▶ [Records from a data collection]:
//! Reclaim loop: poll free space, and while it is below the floor delete one
//! entry at a time in eviction order, re-checking space after every deletion.
//!
//! One thread runs the loop and is the only deleter. The activity logger runs
//! on its own thread behind a bounded channel. Stop and scan-now requests
//! arrive through [`SignalHandler`] flags and are honored at the top of every
//! iteration, before each deletion, and at every sleep slice.
//!
//! States: `Idle -> Scanning -> (Idle | Reclaiming)`, `Reclaiming -> Idle`,
//! and any state `-> Stopped` on a stop request.

#![allow(missing_docs)]

use std::collections::HashSet;
use std::path::PathBuf;
use std::sync::Arc;
use std::thread;
use std::time::{Duration, Instant};

use serde::Serialize;

use crate::core::config::Config;
use crate::core::errors::Result;
use crate::daemon::signals::SignalHandler;
use crate::logger::activity::{
    ActivityEvent, ActivityLogConfig, ActivityLoggerHandle, spawn_logger,
};
use crate::logger::jsonl::JsonlConfig;
use crate::monitor::space::{SpaceMonitor, SpaceReading, SpaceThresholds};
use crate::platform::pal::{Platform, detect_platform};
use crate::scanner::classifier::{ClassifierConfig, EntryClassifier};
use crate::scanner::deletion::{DeletionConfig, DeletionExecutor, DeletionOutcome};
use crate::scanner::selector::VictimSelector;

/// Longest uninterrupted sleep; bounds stop latency.
const SLEEP_SLICE: Duration = Duration::from_millis(100);

// ──────────────────── state & reports ────────────────────

#[derive(Debug, Clone, Copy, PartialEq, Eq, Serialize)]
#[serde(rename_all = "snake_case")]
pub enum DaemonState {
    Idle,
    Scanning,
    Reclaiming,
    Stopped,
}

/// How one poll tick ended.
#[derive(Debug, Clone, Copy, PartialEq, Eq, Serialize)]
#[serde(rename_all = "snake_case")]
pub enum CycleOutcome {
    /// Free space was above the floor; nothing was touched.
    SpaceOk,
    /// Space went back above the floor after one or more deletions.
    Reclaimed,
    /// Space is still low but nothing eligible remains.
    Exhausted,
    /// Volume stats could not be read; the tick was skipped.
    StatsUnavailable,
    /// The log root could not be listed.
    ScanFailed,
    Stopped,
}

#[derive(Debug, Clone, PartialEq, Serialize)]
pub struct CycleReport {
    pub outcome: CycleOutcome,
    /// Entries removed, found already gone, or (in dry-run mode) selected, in order.
    pub deleted: Vec<PathBuf>,
    pub failed: Vec<PathBuf>,
    /// Most recent free fraction observed during the tick.
    pub free_fraction: Option<f64>,
}

impl CycleReport {
    fn new() -> Self {
        Self {
            outcome: CycleOutcome::SpaceOk,
            deleted: Vec::new(),
            failed: Vec::new(),
            free_fraction: None,
        }
    }
}

/// Counters across the daemon's lifetime.
#[derive(Debug, Clone, Copy, Default, PartialEq, Eq, Serialize)]
pub struct DaemonTotals {
    pub cycles: u64,
    /// Entries this daemon actually removed.
    pub deleted: u64,
    /// Entries that were already gone when their turn came.
    pub vanished: u64,
    /// Dry-run selections; nothing was touched.
    pub selected: u64,
    pub failed: u64,
}

// ──────────────────── daemon ────────────────────

pub struct ReclaimDaemon {
    config: Config,
    monitor: SpaceMonitor,
    classifier: EntryClassifier,
    selector: VictimSelector,
    executor: DeletionExecutor,
    signals: SignalHandler,
    logger: Option<ActivityLoggerHandle>,
    logger_join: Option<thread::JoinHandle<()>>,
    state: DaemonState,
    totals: DaemonTotals,
    start_time: Instant,
    closed: bool,
}

impl ReclaimDaemon {
    /// Build the production daemon: statvfs platform, OS signal hooks, JSONL logger thread.
    pub fn init(config: Config) -> Result<Self> {
        let platform = detect_platform()?;
        let (logger, logger_join) = spawn_logger(ActivityLogConfig::new(JsonlConfig::from_paths(
            &config.paths,
        )))?;
        let signals = SignalHandler::new();
        let mut daemon = Self::with_components(config, platform, signals, Some(logger))?;
        daemon.logger_join = Some(logger_join);
        Ok(daemon)
    }

    /// Build from explicit parts. Rejects an invalid configuration.
    pub fn with_components(
        config: Config,
        platform: Arc<dyn Platform>,
        signals: SignalHandler,
        logger: Option<ActivityLoggerHandle>,
    ) -> Result<Self> {
        config.validate()?;

        let monitor = SpaceMonitor::new(
            platform,
            &config.layout.log_root,
            SpaceThresholds::from_config(&config.reclaim),
        );
        let classifier = EntryClassifier::new(ClassifierConfig::from_layout(&config.layout));
        let executor = DeletionExecutor::new(
            DeletionConfig {
                log_root: config.layout.log_root.clone(),
                dry_run: config.reclaim.dry_run,
            },
            logger.clone(),
        );

        Ok(Self {
            config,
            monitor,
            classifier,
            selector: VictimSelector::new(),
            executor,
            signals,
            logger,
            logger_join: None,
            state: DaemonState::Idle,
            totals: DaemonTotals::default(),
            start_time: Instant::now(),
            closed: false,
        })
    }

    #[must_use]
    pub fn state(&self) -> DaemonState {
        self.state
    }

    #[must_use]
    pub fn totals(&self) -> DaemonTotals {
        self.totals
    }

    /// Handle for requesting stop or scan-now from another thread.
    #[must_use]
    pub fn signals(&self) -> SignalHandler {
        self.signals.clone()
    }

    /// Run until a stop is requested, then flush the activity log.
    pub fn run(&mut self) -> Result<()> {
        let config_hash = self.config.stable_hash().unwrap_or_default();
        self.log(ActivityEvent::DaemonStarted {
            version: env!("CARGO_PKG_VERSION").to_string(),
            config_hash,
            log_root: self.config.layout.log_root.display().to_string(),
            dry_run: self.config.reclaim.dry_run,
        });
        eprintln!(
            "[LSR-DAEMON] watching {} (min free {:.1}%, poll {}ms{})",
            self.config.layout.log_root.display(),
            self.config.reclaim.min_free_fraction * 100.0,
            self.config.reclaim.poll_interval_ms,
            if self.config.reclaim.dry_run { ", dry run" } else { "" }
        );

        let poll = Duration::from_millis(self.config.reclaim.poll_interval_ms);
        loop {
            if self.signals.should_shutdown() {
                break;
            }
            // This tick serves any pending scan-now request.
            self.signals.clear_scan();

            let report = self.run_cycle();
            if report.outcome == CycleOutcome::Stopped {
                break;
            }
            if !self.sleep_interruptible(poll, true) {
                break;
            }
        }

        self.shutdown("stop requested");
        Ok(())
    }

    /// One poll tick: check space and, if low, reclaim until it is not.
    pub fn run_cycle(&mut self) -> CycleReport {
        let mut report = CycleReport::new();
        self.totals.cycles += 1;

        if self.signals.should_shutdown() {
            return self.finish(report, CycleOutcome::Stopped);
        }

        self.state = DaemonState::Scanning;
        let Some(reading) = self.sample_space(&mut report) else {
            return self.finish(report, CycleOutcome::StatsUnavailable);
        };
        if !reading.needs_reclaim {
            return self.finish(report, CycleOutcome::SpaceOk);
        }

        self.log(ActivityEvent::ReclaimNeeded {
            free_pct: reading.free_fraction * 100.0,
            free_bytes: reading.stats.free_bytes(),
        });

        let mut attempted: HashSet<PathBuf> = HashSet::new();
        let mut scanned_once = false;
        loop {
            if self.signals.should_shutdown() {
                return self.finish(report, CycleOutcome::Stopped);
            }

            let scan_start = Instant::now();
            let classified = match self.classifier.scan() {
                Ok(classified) => classified,
                Err(err) => {
                    eprintln!("[LSR-DAEMON] scan failed: {err}");
                    self.log(ActivityEvent::Error {
                        code: err.code().to_string(),
                        message: err.to_string(),
                    });
                    return self.finish(report, CycleOutcome::ScanFailed);
                }
            };
            if !scanned_once {
                scanned_once = true;
                self.log(ActivityEvent::ScanCompleted {
                    entries: classified.len(),
                    eligible: self.selector.candidates(&classified).len(),
                    duration_ms: u64::try_from(scan_start.elapsed().as_millis())
                        .unwrap_or(u64::MAX),
                });
            }

            let Some(victim) = self
                .selector
                .next_victim_excluding(&classified, &attempted)
                .cloned()
            else {
                let free_pct = report.free_fraction.unwrap_or(0.0) * 100.0;
                eprintln!(
                    "[LSR-DAEMON] space still low ({free_pct:.1}% free) but nothing eligible remains"
                );
                self.log(ActivityEvent::NothingEligible {
                    free_pct,
                    remaining: classified.len(),
                });
                return self.finish(report, CycleOutcome::Exhausted);
            };

            if self.signals.should_shutdown() {
                return self.finish(report, CycleOutcome::Stopped);
            }

            self.state = DaemonState::Reclaiming;
            attempted.insert(victim.path.clone());
            let outcome = self.executor.remove(&victim);
            let freed = outcome.freed_space();
            match outcome {
                DeletionOutcome::Failed { error } => {
                    eprintln!("[LSR-DAEMON] failed to remove {}: {error}", victim.path.display());
                    self.totals.failed += 1;
                    report.failed.push(victim.path);
                }
                DeletionOutcome::Removed { .. } => {
                    self.totals.deleted += 1;
                    report.deleted.push(victim.path);
                }
                DeletionOutcome::AlreadyGone => {
                    self.totals.vanished += 1;
                    report.deleted.push(victim.path);
                }
                DeletionOutcome::DryRun => {
                    self.totals.selected += 1;
                    report.deleted.push(victim.path);
                }
            }

            let Some(reading) = self.sample_space(&mut report) else {
                return self.finish(report, CycleOutcome::StatsUnavailable);
            };
            if !reading.needs_reclaim {
                return self.finish(report, CycleOutcome::Reclaimed);
            }

            if freed {
                let pause = Duration::from_millis(self.config.reclaim.reclaim_pause_ms);
                if !self.sleep_interruptible(pause, false) {
                    return self.finish(report, CycleOutcome::Stopped);
                }
            }
        }
    }

    // ──────────────────── internals ────────────────────

    /// Read space into the report; `None` (logged) if stats are unavailable.
    fn sample_space(&self, report: &mut CycleReport) -> Option<SpaceReading> {
        match self.monitor.sample() {
            Ok(reading) => {
                report.free_fraction = Some(reading.free_fraction);
                Some(reading)
            }
            Err(err) => {
                eprintln!("[LSR-DAEMON] {err}");
                self.log(ActivityEvent::Error {
                    code: err.code().to_string(),
                    message: err.to_string(),
                });
                None
            }
        }
    }

    fn finish(&mut self, mut report: CycleReport, outcome: CycleOutcome) -> CycleReport {
        report.outcome = outcome;
        self.state = if outcome == CycleOutcome::Stopped {
            DaemonState::Stopped
        } else {
            DaemonState::Idle
        };
        report
    }

    /// Sleep in short slices. False if a stop arrived; a scan-now request ends
    /// the sleep early when `wake_on_scan` is set.
    fn sleep_interruptible(&self, total: Duration, wake_on_scan: bool) -> bool {
        let deadline = Instant::now() + total;
        loop {
            if self.signals.should_shutdown() {
                return false;
            }
            if wake_on_scan && self.signals.scan_pending() {
                return true;
            }
            let remaining = deadline.saturating_duration_since(Instant::now());
            if remaining.is_zero() {
                return true;
            }
            thread::sleep(remaining.min(SLEEP_SLICE));
        }
    }

    fn log(&self, event: ActivityEvent) {
        if let Some(logger) = &self.logger {
            logger.send(event);
        }
    }

    /// Log the stop, flush and join the activity logger. Idempotent.
    pub fn shutdown(&mut self, reason: &str) {
        if self.closed {
            return;
        }
        self.closed = true;
        self.state = DaemonState::Stopped;
        let uptime_secs = self.start_time.elapsed().as_secs();
        self.log(ActivityEvent::DaemonStopped {
            reason: reason.to_string(),
            uptime_secs,
            deleted: self.totals.deleted,
            selected: self.totals.selected,
            failed: self.totals.failed,
        });

        if let Some(logger) = self.logger.take() {
            let dropped = logger.dropped_events();
            if dropped > 0 {
                eprintln!("[LSR-DAEMON] {dropped} activity events dropped");
            }
            logger.shutdown();
        }
        if let Some(join) = self.logger_join.take() {
            let _ = join.join();
        }

        eprintln!(
            "[LSR-DAEMON] stopped (uptime={uptime_secs}s, deleted={}, dry_run_selected={}, failed={})",
            self.totals.deleted, self.totals.selected, self.totals.failed
        );
    }
}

▶ [WORK ITEM]: Copy each line of the entries in which the string "scanner" is found.

▶ [WRITTEN RESPONSE]:
use crate::scanner::classifier::{ClassifierConfig, EntryClassifier};
use crate::scanner::deletion::{DeletionConfig, DeletionExecutor, DeletionOutcome};
use crate::scanner::selector::VictimSelector;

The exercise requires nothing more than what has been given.